OpenEdge Explorer/Management have a page to list the information about the clients which are currently connected to the Appserver.
 
You will find a page (AppServer Client Connections) on Appserver resource home page which will provide you the below details.
 
Connection Handle, Username, Remote IP Address, Remote Port Number, Connection State
 
Thanks,
Satya
 

Posted by Stefan Marquardt on 15-Jun-2016 04:54

Tim, can you show we a small code example please what you mean with "client-principal to assert identity"

Posted by Tim Kuehn on 15-Jun-2016 06:20

Check the docs for client-principal, there's code and usage examples in there.

Posted by gus on 15-Jun-2016 08:16

note also that you can still use the 4GL setuserid () function to establish the identity of the user on behalf of whom the app server is operating.

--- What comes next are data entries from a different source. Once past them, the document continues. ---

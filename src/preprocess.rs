use anyhow::{Context, Result};
use image::codecs::jpeg::JpegEncoder;
use image::{DynamicImage, Rgb, RgbImage, RgbaImage, imageops};
use std::io::Write;
use std::path::Path;
use tempfile::NamedTempFile;

use crate::geometry::Dimensions;

/// Longest allowed side for the server preprocessing path.
pub const MAX_IMAGE_SIZE: u32 = 1920;

const UNSHARP_SIGMA: f32 = 1.0;
const UNSHARP_AMOUNT: f32 = 1.5;
const UNSHARP_THRESHOLD: i32 = 3;
const SHARPEN_FACTOR: f32 = 1.2;
const JPEG_QUALITY: u8 = 95;

/// RGB image written to a uniquely named temp JPEG, sized for the engine.
/// The file is removed when the value drops, removal errors swallowed.
pub struct PreparedImage {
    file: NamedTempFile,
    size: Dimensions,
}

impl PreparedImage {
    pub fn path(&self) -> &Path {
        self.file.path()
    }

    pub fn size(&self) -> Dimensions {
        self.size
    }
}

pub fn load_image(path: &Path) -> Result<DynamicImage> {
    image::open(path).with_context(|| format!("failed to load image: {}", path.display()))
}

/// Full preprocessing pass: color normalization, downsampling to
/// `max_side`, sharpening, then encode to a temp JPEG the engine reads.
pub fn prepare(image: DynamicImage, max_side: u32) -> Result<PreparedImage> {
    let rgb = normalize(image);
    let rgb = downsample(rgb, max_side);
    let rgb = sharpen(&rgb);
    let size = Dimensions {
        width: rgb.width(),
        height: rgb.height(),
    };

    let mut file = tempfile::Builder::new()
        .prefix("preprocessed_")
        .suffix(".jpg")
        .tempfile()
        .with_context(|| "failed to create temp file for preprocessed image")?;
    let encoder = JpegEncoder::new_with_quality(&mut file, JPEG_QUALITY);
    rgb.write_with_encoder(encoder)
        .with_context(|| "failed to encode preprocessed image")?;
    file.flush().ok();

    Ok(PreparedImage { file, size })
}

/// Flattens any decoded color mode to plain RGB. Alpha-bearing images are
/// composited onto an opaque white canvas; palette sources arrive from the
/// decoder already expanded to RGB or RGBA (transparency key) and take the
/// matching branch.
pub fn normalize(image: DynamicImage) -> RgbImage {
    match image {
        DynamicImage::ImageRgb8(rgb) => rgb,
        DynamicImage::ImageRgba8(rgba) => composite_onto_white(&rgba),
        other if other.color().has_alpha() => composite_onto_white(&other.to_rgba8()),
        other => other.to_rgb8(),
    }
}

fn composite_onto_white(rgba: &RgbaImage) -> RgbImage {
    let mut out = RgbImage::new(rgba.width(), rgba.height());
    for (x, y, pixel) in rgba.enumerate_pixels() {
        let [r, g, b, a] = pixel.0;
        let alpha = f32::from(a) / 255.0;
        let blend =
            |channel: u8| (f32::from(channel) * alpha + 255.0 * (1.0 - alpha)).round() as u8;
        out.put_pixel(x, y, Rgb([blend(r), blend(g), blend(b)]));
    }
    out
}

/// Constrains the longer side to `max_side`, preserving aspect ratio. The
/// non-driving dimension truncates; images already within bounds keep
/// their resolution.
pub fn downsample(image: RgbImage, max_side: u32) -> RgbImage {
    let (width, height) = image.dimensions();
    if width.max(height) <= max_side {
        return image;
    }
    let (new_width, new_height) = if width > height {
        let ratio = f64::from(max_side) / f64::from(width);
        (max_side, (f64::from(height) * ratio) as u32)
    } else {
        let ratio = f64::from(max_side) / f64::from(height);
        ((f64::from(width) * ratio) as u32, max_side)
    };
    imageops::resize(&image, new_width, new_height, imageops::FilterType::Lanczos3)
}

/// Two-stage sharpening: edge-aware unsharp mask, then a global boost.
/// Parameters are fixed; recognition quality was tuned against them.
pub fn sharpen(image: &RgbImage) -> RgbImage {
    let masked = unsharp_mask(image, UNSHARP_SIGMA, UNSHARP_AMOUNT, UNSHARP_THRESHOLD);
    boost_sharpness(&masked, SHARPEN_FACTOR)
}

fn unsharp_mask(image: &RgbImage, sigma: f32, amount: f32, threshold: i32) -> RgbImage {
    let blurred = imageops::blur(image, sigma);
    let mut out = image.clone();
    for (x, y, pixel) in out.enumerate_pixels_mut() {
        let soft = blurred.get_pixel(x, y);
        for channel in 0..3 {
            let original = i32::from(pixel.0[channel]);
            let diff = original - i32::from(soft.0[channel]);
            if diff.abs() > threshold {
                let value = original as f32 + diff as f32 * amount;
                pixel.0[channel] = value.round().clamp(0.0, 255.0) as u8;
            }
        }
    }
    out
}

// Interpolates away from a 3x3-smoothed copy; factor 1.0 is a no-op.
fn boost_sharpness(image: &RgbImage, factor: f32) -> RgbImage {
    const SMOOTH: [f32; 9] = [
        1.0 / 13.0,
        1.0 / 13.0,
        1.0 / 13.0,
        1.0 / 13.0,
        5.0 / 13.0,
        1.0 / 13.0,
        1.0 / 13.0,
        1.0 / 13.0,
        1.0 / 13.0,
    ];
    let smooth: RgbImage = imageops::filter3x3(image, &SMOOTH);
    let mut out = image.clone();
    for (x, y, pixel) in out.enumerate_pixels_mut() {
        let base = smooth.get_pixel(x, y);
        for channel in 0..3 {
            let soft = f32::from(base.0[channel]);
            let value = soft + (f32::from(pixel.0[channel]) - soft) * factor;
            pixel.0[channel] = value.round().clamp(0.0, 255.0) as u8;
        }
    }
    out
}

Posted by ChUIMonster on 15-Jun-2016 08:53

I may be reading too much into this but I *think* that Stefan really wants to know what the link between session ids (or usr#) is rather than user names.  It doesn't do you a whole lot of good to know that "tom" is  the user name for app server session X if "tom" is logged in to 3 different client sessions on the db.

What would be helpful would be an interface of some sort that helps administrators easily map the relationships between all of these things.  In the simple 1 db, 1 app server case it would be nice to see something in the _connect record that says that this client has a connection to such and such an app server session.  On the app server side it would be great to see something that says that the app server session is related to such and such a db connection.

Obviously that gets a lot more complicated when there are more databases and more app servers thrown into the mix.